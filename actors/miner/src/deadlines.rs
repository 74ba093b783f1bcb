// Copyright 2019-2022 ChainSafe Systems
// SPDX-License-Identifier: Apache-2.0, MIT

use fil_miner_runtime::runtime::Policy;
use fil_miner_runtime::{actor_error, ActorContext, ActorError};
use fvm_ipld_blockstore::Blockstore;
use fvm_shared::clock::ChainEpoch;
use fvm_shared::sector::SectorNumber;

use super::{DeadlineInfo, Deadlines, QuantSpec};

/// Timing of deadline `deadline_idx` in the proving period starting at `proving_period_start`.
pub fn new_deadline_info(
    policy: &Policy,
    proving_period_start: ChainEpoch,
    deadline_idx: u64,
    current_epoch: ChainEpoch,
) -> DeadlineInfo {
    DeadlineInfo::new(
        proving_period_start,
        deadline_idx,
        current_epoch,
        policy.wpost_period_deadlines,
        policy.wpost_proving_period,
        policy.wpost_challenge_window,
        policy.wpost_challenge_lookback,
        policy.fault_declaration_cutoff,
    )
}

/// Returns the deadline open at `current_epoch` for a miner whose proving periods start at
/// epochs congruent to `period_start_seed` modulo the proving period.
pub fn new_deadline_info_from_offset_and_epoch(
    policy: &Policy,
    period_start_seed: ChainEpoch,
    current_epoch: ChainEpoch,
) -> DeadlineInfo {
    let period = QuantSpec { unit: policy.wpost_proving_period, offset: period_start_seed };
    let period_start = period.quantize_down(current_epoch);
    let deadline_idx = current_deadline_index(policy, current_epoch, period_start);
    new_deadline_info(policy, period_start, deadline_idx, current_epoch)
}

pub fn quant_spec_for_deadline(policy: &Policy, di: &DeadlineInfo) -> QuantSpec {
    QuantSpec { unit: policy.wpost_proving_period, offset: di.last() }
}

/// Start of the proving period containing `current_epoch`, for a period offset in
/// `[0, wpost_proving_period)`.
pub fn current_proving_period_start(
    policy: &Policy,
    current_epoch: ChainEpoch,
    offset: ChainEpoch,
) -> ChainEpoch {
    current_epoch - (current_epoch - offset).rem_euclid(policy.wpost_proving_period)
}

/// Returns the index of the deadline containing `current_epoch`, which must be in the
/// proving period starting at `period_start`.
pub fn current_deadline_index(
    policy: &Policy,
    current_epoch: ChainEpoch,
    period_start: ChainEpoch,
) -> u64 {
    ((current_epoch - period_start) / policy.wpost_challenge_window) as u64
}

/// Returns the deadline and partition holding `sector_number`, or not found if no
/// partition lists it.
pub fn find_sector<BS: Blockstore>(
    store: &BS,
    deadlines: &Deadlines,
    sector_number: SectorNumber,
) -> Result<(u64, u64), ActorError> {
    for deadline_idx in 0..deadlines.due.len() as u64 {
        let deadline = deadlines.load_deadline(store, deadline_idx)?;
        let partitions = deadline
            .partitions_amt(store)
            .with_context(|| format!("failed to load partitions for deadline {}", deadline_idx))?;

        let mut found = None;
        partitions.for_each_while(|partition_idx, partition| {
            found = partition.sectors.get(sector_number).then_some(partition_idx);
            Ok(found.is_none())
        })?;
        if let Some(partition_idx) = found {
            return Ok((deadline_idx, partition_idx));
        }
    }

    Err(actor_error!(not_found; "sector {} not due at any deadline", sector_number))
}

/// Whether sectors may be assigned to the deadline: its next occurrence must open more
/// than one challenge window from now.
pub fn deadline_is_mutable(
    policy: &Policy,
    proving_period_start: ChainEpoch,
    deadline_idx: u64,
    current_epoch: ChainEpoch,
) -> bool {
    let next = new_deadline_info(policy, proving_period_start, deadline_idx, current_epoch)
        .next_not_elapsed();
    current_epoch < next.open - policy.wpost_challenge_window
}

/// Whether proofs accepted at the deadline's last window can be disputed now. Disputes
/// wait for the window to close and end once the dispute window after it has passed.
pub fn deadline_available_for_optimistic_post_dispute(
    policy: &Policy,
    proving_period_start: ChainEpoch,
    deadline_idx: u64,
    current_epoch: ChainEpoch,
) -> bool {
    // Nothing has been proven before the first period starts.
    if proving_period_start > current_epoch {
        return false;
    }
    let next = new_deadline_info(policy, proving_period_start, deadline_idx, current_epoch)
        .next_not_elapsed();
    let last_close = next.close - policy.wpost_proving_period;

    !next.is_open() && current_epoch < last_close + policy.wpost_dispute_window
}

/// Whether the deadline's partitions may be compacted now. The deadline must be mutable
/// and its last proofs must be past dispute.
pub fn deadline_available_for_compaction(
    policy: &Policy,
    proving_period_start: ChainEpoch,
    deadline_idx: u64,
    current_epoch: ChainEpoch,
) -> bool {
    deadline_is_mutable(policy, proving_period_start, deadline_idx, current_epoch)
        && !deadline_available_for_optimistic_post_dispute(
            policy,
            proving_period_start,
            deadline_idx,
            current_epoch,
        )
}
※
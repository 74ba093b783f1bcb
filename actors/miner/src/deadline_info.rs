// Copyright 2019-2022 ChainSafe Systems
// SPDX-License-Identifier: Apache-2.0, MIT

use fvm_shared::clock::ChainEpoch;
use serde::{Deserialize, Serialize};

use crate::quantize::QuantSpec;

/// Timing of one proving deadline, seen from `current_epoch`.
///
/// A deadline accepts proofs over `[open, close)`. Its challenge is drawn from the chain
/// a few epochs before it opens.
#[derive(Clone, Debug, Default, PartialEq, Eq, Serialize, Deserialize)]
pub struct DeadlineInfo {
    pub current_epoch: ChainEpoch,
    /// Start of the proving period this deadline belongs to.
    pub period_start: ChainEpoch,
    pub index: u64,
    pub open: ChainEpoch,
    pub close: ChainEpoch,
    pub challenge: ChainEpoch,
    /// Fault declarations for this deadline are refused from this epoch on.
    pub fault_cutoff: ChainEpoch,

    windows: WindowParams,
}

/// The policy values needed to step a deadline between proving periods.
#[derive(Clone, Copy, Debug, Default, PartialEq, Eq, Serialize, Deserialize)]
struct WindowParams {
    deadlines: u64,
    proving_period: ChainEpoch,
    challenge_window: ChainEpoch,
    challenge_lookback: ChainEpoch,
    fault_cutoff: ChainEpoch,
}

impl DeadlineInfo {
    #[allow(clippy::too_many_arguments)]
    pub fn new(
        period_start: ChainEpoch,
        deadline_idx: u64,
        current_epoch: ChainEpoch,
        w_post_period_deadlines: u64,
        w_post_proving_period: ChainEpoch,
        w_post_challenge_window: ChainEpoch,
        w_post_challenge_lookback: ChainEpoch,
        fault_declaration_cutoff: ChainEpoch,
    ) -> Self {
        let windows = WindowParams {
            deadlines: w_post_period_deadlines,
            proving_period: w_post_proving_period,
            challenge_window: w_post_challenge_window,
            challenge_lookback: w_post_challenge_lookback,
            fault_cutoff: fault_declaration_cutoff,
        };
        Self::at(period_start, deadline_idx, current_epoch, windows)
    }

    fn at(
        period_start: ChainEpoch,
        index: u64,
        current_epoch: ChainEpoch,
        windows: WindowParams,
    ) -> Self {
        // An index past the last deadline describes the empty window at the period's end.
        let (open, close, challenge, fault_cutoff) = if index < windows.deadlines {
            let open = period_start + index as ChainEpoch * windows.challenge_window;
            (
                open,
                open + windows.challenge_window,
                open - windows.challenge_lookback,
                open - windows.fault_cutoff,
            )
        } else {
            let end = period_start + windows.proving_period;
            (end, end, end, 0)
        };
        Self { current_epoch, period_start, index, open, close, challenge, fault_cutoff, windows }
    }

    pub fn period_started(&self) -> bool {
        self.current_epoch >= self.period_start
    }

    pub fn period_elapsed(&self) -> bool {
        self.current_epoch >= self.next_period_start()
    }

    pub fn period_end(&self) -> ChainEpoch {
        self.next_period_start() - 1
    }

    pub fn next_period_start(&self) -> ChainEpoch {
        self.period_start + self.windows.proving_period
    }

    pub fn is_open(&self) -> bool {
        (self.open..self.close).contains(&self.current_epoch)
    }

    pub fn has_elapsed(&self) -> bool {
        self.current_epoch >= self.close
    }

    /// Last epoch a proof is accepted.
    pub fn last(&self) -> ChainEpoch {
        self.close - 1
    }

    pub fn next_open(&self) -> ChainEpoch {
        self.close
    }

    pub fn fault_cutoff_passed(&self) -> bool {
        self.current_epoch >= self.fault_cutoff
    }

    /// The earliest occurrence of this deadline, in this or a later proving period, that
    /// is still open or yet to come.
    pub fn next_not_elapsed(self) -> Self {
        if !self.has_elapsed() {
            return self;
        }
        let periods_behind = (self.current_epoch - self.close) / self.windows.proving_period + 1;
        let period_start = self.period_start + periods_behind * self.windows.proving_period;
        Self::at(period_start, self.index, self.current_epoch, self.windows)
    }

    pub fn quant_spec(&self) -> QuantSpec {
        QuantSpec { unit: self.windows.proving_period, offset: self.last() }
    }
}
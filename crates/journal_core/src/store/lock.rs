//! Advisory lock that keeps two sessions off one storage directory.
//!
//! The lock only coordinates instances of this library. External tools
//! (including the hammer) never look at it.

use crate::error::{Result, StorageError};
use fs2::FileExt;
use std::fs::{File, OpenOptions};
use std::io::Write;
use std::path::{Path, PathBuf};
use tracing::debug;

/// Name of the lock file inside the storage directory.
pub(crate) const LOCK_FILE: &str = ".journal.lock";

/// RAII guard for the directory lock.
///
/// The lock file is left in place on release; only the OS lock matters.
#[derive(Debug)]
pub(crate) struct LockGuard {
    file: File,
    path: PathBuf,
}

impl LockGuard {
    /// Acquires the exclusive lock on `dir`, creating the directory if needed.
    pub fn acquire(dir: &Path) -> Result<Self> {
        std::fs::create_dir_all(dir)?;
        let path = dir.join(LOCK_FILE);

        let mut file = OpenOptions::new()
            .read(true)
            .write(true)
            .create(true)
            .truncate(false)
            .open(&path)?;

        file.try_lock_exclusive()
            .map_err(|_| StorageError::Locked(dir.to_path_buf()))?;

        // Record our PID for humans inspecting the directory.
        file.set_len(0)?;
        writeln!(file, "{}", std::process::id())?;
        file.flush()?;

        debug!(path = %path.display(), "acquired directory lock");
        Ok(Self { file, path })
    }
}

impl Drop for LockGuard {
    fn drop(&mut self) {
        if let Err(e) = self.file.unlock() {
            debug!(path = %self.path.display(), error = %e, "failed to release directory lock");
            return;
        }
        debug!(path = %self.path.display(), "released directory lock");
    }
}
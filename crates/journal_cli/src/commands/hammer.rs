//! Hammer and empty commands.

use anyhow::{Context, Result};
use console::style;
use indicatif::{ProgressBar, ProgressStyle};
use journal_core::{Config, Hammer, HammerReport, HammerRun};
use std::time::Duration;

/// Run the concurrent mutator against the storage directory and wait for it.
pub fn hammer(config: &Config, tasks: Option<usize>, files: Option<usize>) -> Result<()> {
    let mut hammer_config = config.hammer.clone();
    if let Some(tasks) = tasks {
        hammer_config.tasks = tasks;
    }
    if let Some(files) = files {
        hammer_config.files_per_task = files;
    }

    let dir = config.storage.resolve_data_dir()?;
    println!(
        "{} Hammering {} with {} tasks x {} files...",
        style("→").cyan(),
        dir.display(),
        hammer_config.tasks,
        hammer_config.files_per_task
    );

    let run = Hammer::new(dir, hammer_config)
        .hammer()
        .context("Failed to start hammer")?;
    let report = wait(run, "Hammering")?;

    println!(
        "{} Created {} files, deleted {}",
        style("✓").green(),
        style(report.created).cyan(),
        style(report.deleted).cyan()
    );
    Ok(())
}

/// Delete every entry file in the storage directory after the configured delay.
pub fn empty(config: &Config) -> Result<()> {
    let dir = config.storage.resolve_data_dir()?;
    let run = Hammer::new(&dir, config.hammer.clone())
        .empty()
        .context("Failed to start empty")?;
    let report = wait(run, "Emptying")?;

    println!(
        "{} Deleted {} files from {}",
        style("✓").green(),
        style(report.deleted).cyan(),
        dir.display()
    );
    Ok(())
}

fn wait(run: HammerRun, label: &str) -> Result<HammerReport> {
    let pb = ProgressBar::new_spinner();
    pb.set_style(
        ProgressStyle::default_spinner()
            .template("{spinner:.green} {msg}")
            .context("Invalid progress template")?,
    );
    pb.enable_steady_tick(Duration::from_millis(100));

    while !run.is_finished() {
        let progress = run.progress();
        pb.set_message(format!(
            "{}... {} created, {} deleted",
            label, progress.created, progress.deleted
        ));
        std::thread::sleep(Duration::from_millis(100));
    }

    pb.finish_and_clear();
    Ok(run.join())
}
※
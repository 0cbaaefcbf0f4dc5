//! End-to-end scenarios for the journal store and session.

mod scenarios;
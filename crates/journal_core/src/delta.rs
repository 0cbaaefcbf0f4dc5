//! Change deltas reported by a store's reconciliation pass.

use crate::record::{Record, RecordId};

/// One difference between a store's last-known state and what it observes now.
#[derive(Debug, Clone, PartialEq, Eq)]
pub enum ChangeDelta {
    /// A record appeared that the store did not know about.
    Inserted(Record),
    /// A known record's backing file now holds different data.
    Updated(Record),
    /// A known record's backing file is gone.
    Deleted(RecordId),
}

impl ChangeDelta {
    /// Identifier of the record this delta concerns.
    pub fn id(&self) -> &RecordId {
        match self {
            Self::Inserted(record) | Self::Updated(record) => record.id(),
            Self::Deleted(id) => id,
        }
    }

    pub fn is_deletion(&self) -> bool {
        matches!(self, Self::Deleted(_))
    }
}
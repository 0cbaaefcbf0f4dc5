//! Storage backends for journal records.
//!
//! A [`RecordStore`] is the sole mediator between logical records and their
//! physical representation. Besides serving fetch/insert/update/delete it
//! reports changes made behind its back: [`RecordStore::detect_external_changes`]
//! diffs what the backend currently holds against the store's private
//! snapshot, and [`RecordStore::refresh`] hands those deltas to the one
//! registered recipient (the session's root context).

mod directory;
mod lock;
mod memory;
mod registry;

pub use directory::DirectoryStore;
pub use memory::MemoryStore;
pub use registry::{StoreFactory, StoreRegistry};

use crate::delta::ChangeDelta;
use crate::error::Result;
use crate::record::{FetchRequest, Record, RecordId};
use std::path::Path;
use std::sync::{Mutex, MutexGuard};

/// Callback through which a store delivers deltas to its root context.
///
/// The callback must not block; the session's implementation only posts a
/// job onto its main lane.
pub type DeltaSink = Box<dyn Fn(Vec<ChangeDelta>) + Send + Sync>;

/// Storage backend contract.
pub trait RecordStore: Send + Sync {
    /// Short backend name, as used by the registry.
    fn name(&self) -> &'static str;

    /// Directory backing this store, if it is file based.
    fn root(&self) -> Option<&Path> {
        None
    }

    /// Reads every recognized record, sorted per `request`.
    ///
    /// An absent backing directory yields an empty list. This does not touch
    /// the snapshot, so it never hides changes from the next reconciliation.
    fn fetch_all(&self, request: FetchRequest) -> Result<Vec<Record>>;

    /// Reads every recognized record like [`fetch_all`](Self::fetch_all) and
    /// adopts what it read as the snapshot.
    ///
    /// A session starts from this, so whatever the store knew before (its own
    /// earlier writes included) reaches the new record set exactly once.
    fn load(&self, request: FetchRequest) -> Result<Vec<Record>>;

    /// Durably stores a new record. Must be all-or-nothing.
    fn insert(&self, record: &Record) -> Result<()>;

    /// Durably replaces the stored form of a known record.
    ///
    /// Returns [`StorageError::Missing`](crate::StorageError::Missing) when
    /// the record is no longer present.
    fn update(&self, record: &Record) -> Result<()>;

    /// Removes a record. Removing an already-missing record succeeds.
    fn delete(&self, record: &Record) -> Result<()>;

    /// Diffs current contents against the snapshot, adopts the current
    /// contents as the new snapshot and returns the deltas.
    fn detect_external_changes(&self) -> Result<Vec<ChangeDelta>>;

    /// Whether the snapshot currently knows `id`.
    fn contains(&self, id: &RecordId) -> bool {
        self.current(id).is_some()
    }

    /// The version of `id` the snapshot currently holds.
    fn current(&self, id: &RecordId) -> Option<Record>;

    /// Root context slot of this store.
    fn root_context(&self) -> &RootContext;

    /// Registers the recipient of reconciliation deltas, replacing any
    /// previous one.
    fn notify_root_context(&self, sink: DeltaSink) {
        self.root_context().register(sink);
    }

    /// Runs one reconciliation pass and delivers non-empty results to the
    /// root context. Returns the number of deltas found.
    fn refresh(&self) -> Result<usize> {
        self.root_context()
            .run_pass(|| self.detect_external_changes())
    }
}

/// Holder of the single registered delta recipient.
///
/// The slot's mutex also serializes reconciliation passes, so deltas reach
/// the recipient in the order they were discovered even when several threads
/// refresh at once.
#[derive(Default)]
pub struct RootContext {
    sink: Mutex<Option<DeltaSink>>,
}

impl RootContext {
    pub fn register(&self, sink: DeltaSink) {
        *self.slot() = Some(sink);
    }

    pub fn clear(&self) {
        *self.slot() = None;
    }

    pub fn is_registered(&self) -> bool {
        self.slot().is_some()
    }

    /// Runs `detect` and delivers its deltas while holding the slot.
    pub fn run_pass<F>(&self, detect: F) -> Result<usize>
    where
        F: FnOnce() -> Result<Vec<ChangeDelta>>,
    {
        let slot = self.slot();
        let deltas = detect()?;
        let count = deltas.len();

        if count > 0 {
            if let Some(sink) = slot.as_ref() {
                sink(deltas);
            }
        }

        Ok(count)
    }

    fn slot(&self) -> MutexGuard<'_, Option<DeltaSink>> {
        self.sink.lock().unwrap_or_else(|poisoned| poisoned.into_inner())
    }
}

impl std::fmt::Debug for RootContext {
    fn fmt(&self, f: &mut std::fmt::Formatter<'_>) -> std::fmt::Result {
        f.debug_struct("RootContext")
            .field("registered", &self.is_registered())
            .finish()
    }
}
※
TRY IT: When a line holds the string "PathBuf", pull it out of the listing.

EXERCISE ANSWER:
use std::path::{Path, PathBuf};
    path: PathBuf,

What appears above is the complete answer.